Records from a data source:
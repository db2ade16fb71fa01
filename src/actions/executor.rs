//! Sequential action executor.

use anyhow::{bail, Result};
use tracing::{error, info};

use super::workflows::{big_three, bulk_trade};
use super::Action;
use crate::session::{FidelitySession, TransferPlan};

/// Operator decisions needed while actions run.
pub trait Operator {
    /// Approve the plan of a many-to-one transfer before money moves.
    fn confirm_transfer_plan(&mut self, plan: &TransferPlan) -> bool;
}

/// What happened to a batch of actions.
#[derive(Debug, Clone, Default, PartialEq)]
pub struct ExecutionSummary {
    pub completed: usize,
    /// Action description and error.
    pub failed: Vec<(String, String)>,
    /// An `Exit` action was reached.
    pub exited: bool,
}

impl ExecutionSummary {
    pub fn all_succeeded(&self) -> bool {
        self.failed.is_empty()
    }
}

/// One step of a batch. The session is the real runner.
trait StepRunner {
    async fn run_step(&mut self, action: &Action, operator: &mut dyn Operator) -> Result<()>;
}

impl StepRunner for FidelitySession {
    async fn run_step(&mut self, action: &Action, operator: &mut dyn Operator) -> Result<()> {
        run_one(self, action, operator).await
    }
}

/// Run `actions` in order. A failing action is logged and reported but
/// does not stop the rest; `Exit` does.
pub async fn execute(
    session: &mut FidelitySession,
    actions: &[Action],
    operator: &mut dyn Operator,
) -> ExecutionSummary {
    run_steps(session, actions, operator).await
}

async fn run_steps<R: StepRunner>(
    runner: &mut R,
    actions: &[Action],
    operator: &mut dyn Operator,
) -> ExecutionSummary {
    let mut summary = ExecutionSummary::default();
    for action in actions {
        if *action == Action::Exit {
            summary.exited = true;
            break;
        }
        info!(%action, "Running action");
        match runner.run_step(action, operator).await {
            Ok(()) => summary.completed += 1,
            Err(e) => {
                let reason = format!("{e:#}");
                error!(%action, error = %reason, "Action failed");
                println!("✗ {action} failed: {reason}");
                summary.failed.push((action.to_string(), reason));
            }
        }
    }
    summary
}

async fn run_one(
    session: &mut FidelitySession,
    action: &Action,
    operator: &mut dyn Operator,
) -> Result<()> {
    match action {
        Action::OpenAccount(account_type) => {
            let account = session.open_account(*account_type).await?;
            println!("Opened {account_type} account {account}");
        }
        Action::Transfer {
            source,
            destination,
            amount,
        } => {
            session.transfer_acc_to_acc(source, destination, *amount).await?;
            println!("✓ Transferred ${amount:.2} from {source} to {destination}");
        }
        Action::EnablePennyStock(account) => {
            session.enable_pennystock_trading(account).await?;
            println!("✓ Penny stock trading enabled for {account}");
        }
        Action::EnableAllPennyStock => {
            let enabled = session.enable_all_pennystock_trading().await?;
            for account in enabled {
                println!("✓ Penny stock trading enabled for {account}");
            }
        }
        Action::ListPositions => {
            session.get_account_info().await?;
            print_holdings(session);
        }
        Action::ListAccounts => {
            let store = session.get_list_of_accounts(false).await?;
            println!("\nAccounts:");
            for (account, record) in store.iter() {
                println!(
                    "  {account}  {}",
                    record.nickname.as_deref().unwrap_or("(no nickname)")
                );
            }
        }
        Action::Nickname { account, nickname } => {
            session.nickname_account(account, nickname).await?;
            println!("✓ {account} renamed to {nickname}");
        }
        Action::TransferSourceToAll { source, amount } => {
            let report = session.transfer_from_source_to_all(source, *amount).await?;
            println!("\n{report}");
            if !report.all_succeeded() {
                bail!("{} transfer(s) failed", report.failed.len());
            }
        }
        Action::TransferAllToSource {
            destination,
            amount,
        } => {
            let report = session
                .transfer_from_all_to_source(destination, *amount, |plan| {
                    operator.confirm_transfer_plan(plan)
                })
                .await?;
            println!("\n{report}");
            if !report.all_succeeded() {
                bail!("{} transfer(s) failed", report.failed.len());
            }
        }
        Action::BulkTrade {
            side,
            ticker,
            quantity,
        } => {
            let report = bulk_trade(session, *side, ticker, *quantity).await?;
            if !report.all_succeeded() {
                bail!("{} order(s) failed", report.failed.len());
            }
        }
        Action::BigThree {
            account_type,
            transfer_amount,
        } => {
            big_three(session, *account_type, *transfer_amount).await?;
        }
        Action::DownloadStatement(period) => {
            let path = session.download_prev_statement(*period).await?;
            println!("Statement saved to {}", path.display());
        }
        Action::Pause => session.pause().await?,
        Action::Exit => {}
    }
    Ok(())
}

fn print_holdings(session: &FidelitySession) {
    let holdings = session.summary_holdings();
    if holdings.is_empty() {
        println!("\nNo positions found");
        return;
    }
    println!("\nHoldings across all accounts:");
    for (ticker, h) in &holdings {
        println!(
            "  {ticker:<8} qty {:>12.4}  last ${:>10.2}  value ${:>12.2}",
            h.quantity, h.last_price, h.value
        );
    }
    println!("Total balance: ${:.2}", session.store().total_balance());
}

Problem description:
Reproduce all of the data above, exactly and without omission.

Solution to the problem:
repository db2ade16fb71fa01
filename src/actions/executor.rs
//! Sequential action executor.

use anyhow::{bail, Result};
use tracing::{error, info};

use super::workflows::{big_three, bulk_trade};
use super::Action;
use crate::session::{FidelitySession, TransferPlan};

/// Operator decisions needed while actions run.
pub trait Operator {
    /// Approve the plan of a many-to-one transfer before money moves.
    fn confirm_transfer_plan(&mut self, plan: &TransferPlan) -> bool;
}

/// What happened to a batch of actions.
#[derive(Debug, Clone, Default, PartialEq)]
pub struct ExecutionSummary {
    pub completed: usize,
    /// Action description and error.
    pub failed: Vec<(String, String)>,
    /// An `Exit` action was reached.
    pub exited: bool,
}

impl ExecutionSummary {
    pub fn all_succeeded(&self) -> bool {
        self.failed.is_empty()
    }
}

/// One step of a batch. The session is the real runner.
trait StepRunner {
    async fn run_step(&mut self, action: &Action, operator: &mut dyn Operator) -> Result<()>;
}

impl StepRunner for FidelitySession {
    async fn run_step(&mut self, action: &Action, operator: &mut dyn Operator) -> Result<()> {
        run_one(self, action, operator).await
    }
}

/// Run `actions` in order. A failing action is logged and reported but
/// does not stop the rest; `Exit` does.
pub async fn execute(
    session: &mut FidelitySession,
    actions: &[Action],
    operator: &mut dyn Operator,
) -> ExecutionSummary {
    run_steps(session, actions, operator).await
}

async fn run_steps<R: StepRunner>(
    runner: &mut R,
    actions: &[Action],
    operator: &mut dyn Operator,
) -> ExecutionSummary {
    let mut summary = ExecutionSummary::default();
    for action in actions {
        if *action == Action::Exit {
            summary.exited = true;
            break;
        }
        info!(%action, "Running action");
        match runner.run_step(action, operator).await {
            Ok(()) => summary.completed += 1,
            Err(e) => {
                let reason = format!("{e:#}");
                error!(%action, error = %reason, "Action failed");
                println!("✗ {action} failed: {reason}");
                summary.failed.push((action.to_string(), reason));
            }
        }
    }
    summary
}

async fn run_one(
    session: &mut FidelitySession,
    action: &Action,
    operator: &mut dyn Operator,
) -> Result<()> {
    match action {
        Action::OpenAccount(account_type) => {
            let account = session.open_account(*account_type).await?;
            println!("Opened {account_type} account {account}");
        }
        Action::Transfer {
            source,
            destination,
            amount,
        } => {
            session.transfer_acc_to_acc(source, destination, *amount).await?;
            println!("✓ Transferred ${amount:.2} from {source} to {destination}");
        }
        Action::EnablePennyStock(account) => {
            session.enable_pennystock_trading(account).await?;
            println!("✓ Penny stock trading enabled for {account}");
        }
        Action::EnableAllPennyStock => {
            let enabled = session.enable_all_pennystock_trading().await?;
            for account in enabled {
                println!("✓ Penny stock trading enabled for {account}");
            }
        }
        Action::ListPositions => {
            session.get_account_info().await?;
            print_holdings(session);
        }
        Action::ListAccounts => {
            let store = session.get_list_of_accounts(false).await?;
            println!("\nAccounts:");
            for (account, record) in store.iter() {
                println!(
                    "  {account}  {}",
                    record.nickname.as_deref().unwrap_or("(no nickname)")
                );
            }
        }
        Action::Nickname { account, nickname } => {
            session.nickname_account(account, nickname).await?;
            println!("✓ {account} renamed to {nickname}");
        }
        Action::TransferSourceToAll { source, amount } => {
            let report = session.transfer_from_source_to_all(source, *amount).await?;
            println!("\n{report}");
            if !report.all_succeeded() {
                bail!("{} transfer(s) failed", report.failed.len());
            }
        }
        Action::TransferAllToSource {
            destination,
            amount,
        } => {
            let report = session
                .transfer_from_all_to_source(destination, *amount, |plan| {
                    operator.confirm_transfer_plan(plan)
                })
                .await?;
            println!("\n{report}");
            if !report.all_succeeded() {
                bail!("{} transfer(s) failed", report.failed.len());
            }
        }
        Action::BulkTrade {
            side,
            ticker,
            quantity,
        } => {
            let report = bulk_trade(session, *side, ticker, *quantity).await?;
            if !report.all_succeeded() {
                bail!("{} order(s) failed", report.failed.len());
            }
        }
        Action::BigThree {
            account_type,
            transfer_amount,
        } => {
            big_three(session, *account_type, *transfer_amount).await?;
        }
        Action::DownloadStatement(period) => {
            let path = session.download_prev_statement(*period).await?;
            println!("Statement saved to {}", path.display());
        }
        Action::Pause => session.pause().await?,
        Action::Exit => {}
    }
    Ok(())
}

fn print_holdings(session: &FidelitySession) {
    let holdings = session.summary_holdings();
    if holdings.is_empty() {
        println!("\nNo positions found");
        return;
    }
    println!("\nHoldings across all accounts:");
    for (ticker, h) in &holdings {
        println!(
            "  {ticker:<8} qty {:>12.4}  last ${:>10.2}  value ${:>12.2}",
            h.quantity, h.last_price, h.value
        );
    }
    println!("Total balance: ${:.2}", session.store().total_balance());
}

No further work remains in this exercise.